La última de los X-Men

Nunca he entendido muy bien de qué va eso de la posmodernidad. Algo tendrá que ver con esta era caótica que predijo Giambattista Vico hace tres siglos. Lo cierto es que ya nada tiene mucho sentido y es difícil ver nada de la realidad sin sentir gran desazón espiritual e, incluso, malestar físico. La realidad, más que superar la ficción, ha tornado en algo fofo y amorfo que da la misma importancia a la búsqueda infructuosa de unos huesos, al Mundial de fútbol o la absoluta ausencia de diálogo público sobre el modelo del estado.

Por eso, más que nunca, son necesarios los refugios del cine, de la literatura, del ocio cultural en general. Por eso mismo, gran parte de lo que vemos en la gran pantalla poco o nada tiene que ver con lo cotidiano. Aún más, muchas veces los zombies, robots, alienígenas o superdotados del séptimo arte tienen más de humano que los homo sapiens que pueblan las calles.

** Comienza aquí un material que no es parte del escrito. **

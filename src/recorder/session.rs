//! Session recorder
//!
//! Owns at most one recording session and drives it through
//! `Idle -> Preparing -> Ready -> Recording -> Finishing -> Idle`.
//! Every state change happens under one lock. Lifecycle work and buffer
//! writes run in order on the `session-pipeline` thread, so callers on
//! capture threads only pay for a state check and a channel send.

use super::delegate::{Notifier, RecorderDelegate, RecorderEvent};
use super::encoder::{AudioBuffer, EncodeSession, EncoderBackend, VideoFrame};
use super::metadata::{write_timebase, CameraParams, FrameMetadata, FrameMetadataWriter};
use super::paths::SessionPaths;
use super::state::{RecorderOptions, RecorderState, RecordingOutput, SessionConfig};
use crate::clock::{CanonicalTime, ClockConverter, ClockSnapshot};
use crate::inertial::{synchronize_imu, write_imu_rows, write_samples, InertialSampleLog, SensorSample};
use crate::utils::error::{RecorderError, RecorderResult};
use parking_lot::Mutex;
use serde::Serialize;
use std::fmt;
use std::path::PathBuf;
use std::sync::atomic::{AtomicU64, AtomicUsize, Ordering};
use std::sync::{Arc, Weak};
use std::thread::JoinHandle;
use tokio::sync::{broadcast, mpsc};
use uuid::Uuid;

enum Command {
    Prepare {
        config: SessionConfig,
        session_id: Uuid,
    },
    Video {
        frame: VideoFrame,
        metadata: FrameMetadata,
    },
    Audio(AudioBuffer),
    Finish,
    Shutdown,
}

struct Control {
    state: RecorderState,
    /// Tracks of the prepared session
    video_track: bool,
    audio_track: bool,
    commands: mpsc::UnboundedSender<Command>,
}

#[derive(Debug, Clone, Copy)]
enum Track {
    Video,
    Audio,
    Sensor,
}

impl Track {
    fn name(self) -> &'static str {
        match self {
            Track::Video => "video frame",
            Track::Audio => "audio buffer",
            Track::Sensor => "sensor sample",
        }
    }
}

/// Why an append was turned away
#[derive(Debug, Clone, Copy)]
enum Refusal {
    State(RecorderState),
    NoTrack,
    Full,
    Stopped,
}

impl fmt::Display for Refusal {
    fn fmt(&self, f: &mut fmt::Formatter<'_>) -> fmt::Result {
        match self {
            Refusal::State(state) => write!(f, "recorder is {:?}", state),
            Refusal::NoTrack => write!(f, "session has no such track"),
            Refusal::Full => write!(f, "pipeline is full"),
            Refusal::Stopped => write!(f, "pipeline stopped"),
        }
    }
}

#[derive(Default)]
struct Counters {
    video_accepted: AtomicU64,
    video_dropped: AtomicU64,
    audio_accepted: AtomicU64,
    audio_dropped: AtomicU64,
    sensor_accepted: AtomicU64,
    sensor_dropped: AtomicU64,
}

impl Counters {
    fn for_track(&self, track: Track) -> (&AtomicU64, &AtomicU64) {
        match track {
            Track::Video => (&self.video_accepted, &self.video_dropped),
            Track::Audio => (&self.audio_accepted, &self.audio_dropped),
            Track::Sensor => (&self.sensor_accepted, &self.sensor_dropped),
        }
    }

    fn reset(&self) {
        for counter in [
            &self.video_accepted,
            &self.video_dropped,
            &self.audio_accepted,
            &self.audio_dropped,
            &self.sensor_accepted,
            &self.sensor_dropped,
        ] {
            counter.store(0, Ordering::Relaxed);
        }
    }
}

/// Buffer counters of the current (or last) session
#[derive(Debug, Clone, Copy, Default, PartialEq, Eq, Serialize)]
#[serde(rename_all = "camelCase")]
pub struct RecorderStats {
    pub video_accepted: u64,
    pub video_dropped: u64,
    pub audio_accepted: u64,
    pub audio_dropped: u64,
    pub sensor_accepted: u64,
    pub sensor_dropped: u64,
}

struct Shared {
    control: Mutex<Control>,
    inertial: InertialSampleLog,
    /// Media buffers sent to the pipeline and not yet written
    queued: AtomicUsize,
    counters: Counters,
    options: RecorderOptions,
}

impl Shared {
    fn set_state(&self, state: RecorderState) {
        let previous = std::mem::replace(&mut self.control.lock().state, state);
        tracing::debug!("Recorder state {:?} -> {:?}", previous, state);
    }

    /// Admission check for a media buffer; reserves a pipeline slot on success
    fn admit(&self, control: &Control, has_track: bool) -> Result<(), Refusal> {
        if control.state != RecorderState::Recording {
            return Err(Refusal::State(control.state));
        }
        if !has_track {
            return Err(Refusal::NoTrack);
        }
        if !self.reserve_slot() {
            return Err(Refusal::Full);
        }
        Ok(())
    }

    /// Count an append outcome. Called with the control lock released.
    fn settle(&self, track: Track, outcome: Result<(), Refusal>) {
        let (accepted, dropped) = self.counters.for_track(track);
        match outcome {
            Ok(()) => {
                accepted.fetch_add(1, Ordering::Relaxed);
            }
            Err(refusal) => {
                let dropped = dropped.fetch_add(1, Ordering::Relaxed) + 1;
                log_drop(track, dropped, refusal);
            }
        }
    }

    fn reserve_slot(&self) -> bool {
        let queued = self.queued.fetch_add(1, Ordering::AcqRel);
        if queued >= self.options.buffer_retention {
            self.queued.fetch_sub(1, Ordering::AcqRel);
            return false;
        }
        true
    }

    fn release_slot(&self) {
        self.queued.fetch_sub(1, Ordering::AcqRel);
    }
}

fn log_drop(track: Track, dropped: u64, reason: Refusal) {
    // First few drops, then every 100th
    if dropped <= 5 || dropped % 100 == 0 {
        tracing::warn!(
            "Dropped {} ({}), {} dropped so far",
            track.name(),
            reason,
            dropped
        );
    } else {
        tracing::trace!("Dropped {} ({})", track.name(), reason);
    }
}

Algo así como lo que Samuel Johnson afirmó sobre las criaturas de Shakespeare, pero sin la genialidad del mayor escritor que vieron los siglos.

El pasado fin de semana vi “X-Men: Días del futuro pasado”, enésima entrega cinematográfica de las aventuras de la antaño denominada Patrulla X. Es un buen filme, con muchos efectos especiales, con disfraz de peli de acción pero con mucho de melodrama. Tiene más de epopeya homérica que de cómic, y eso se agradece aun cuando estemos hablando de mutantes.

En este caso -con un profesor X resucitado sin que se explique por qué; cuando investigas en la web la explicación apenas tiene sentido, sobre todo cuando sigue en silla de ruedas; muy posmoderno, supongo- los X-Men del inmediato futuro, unidos en una inopinada alianza en torno a Magneto y el Profesor, envían a Lobezno a los años 70 para evitar la extinción de mutantes y humanos por culpa de unos indestructibles centinelas.

Así, de nuevo el viaje en el tiempo es el leitmotiv de una película. En los 70 se reunirán los principales personajes para intentar destruir a un bienintencionado mas irresponsable inventor, Bolivar Trask, encarnado en Peter Dinklage, uno de los más interesantes actores de la actualidad. Junto a él, los X-Men jóvenes, a saber, Michael Fassbender, James McAvoy, Jennifer Lawrence y el incombustible Hugh Jackman. Habrá tiros, explosiones, algunas persecución… efectos, efectos y efectos. Una superproducción con todos los elementos necesarios para el éxito.

Pero, en realidad, “X-Men: Días del futuro pasado” trata del alma humana, de su capacidad para amar y odiar, de las posibilidades que da la existencia para cambiar nuestro destino y reconciliarnos con el mundo y la vida, con todos los elementos que, sin mutantes, compondrían un interesante argumento con tintes éticos y existenciales. Lo mejor de la factoría Marvel es que sus personajes son tan reales como la vida misma.

Esta, de momento, última entrega de X-Men es una bonísima película, entretenida a pesar de su excesivo metraje, un caótico viaje del futuro al pasado que sirve parar que cada personaje se enfrente a su destino con individualidad y, a la vez, sentido de conjunto. Todo muy posmoderno.

Lo curioso es que esta película está recaudando sustanciosos beneficiosos en todo el mundo. La batalla, entonces, no está perdida. Aunque, de momento, la gente no se dé cuenta de que, en esta ocasión, el emperador no está desnudo.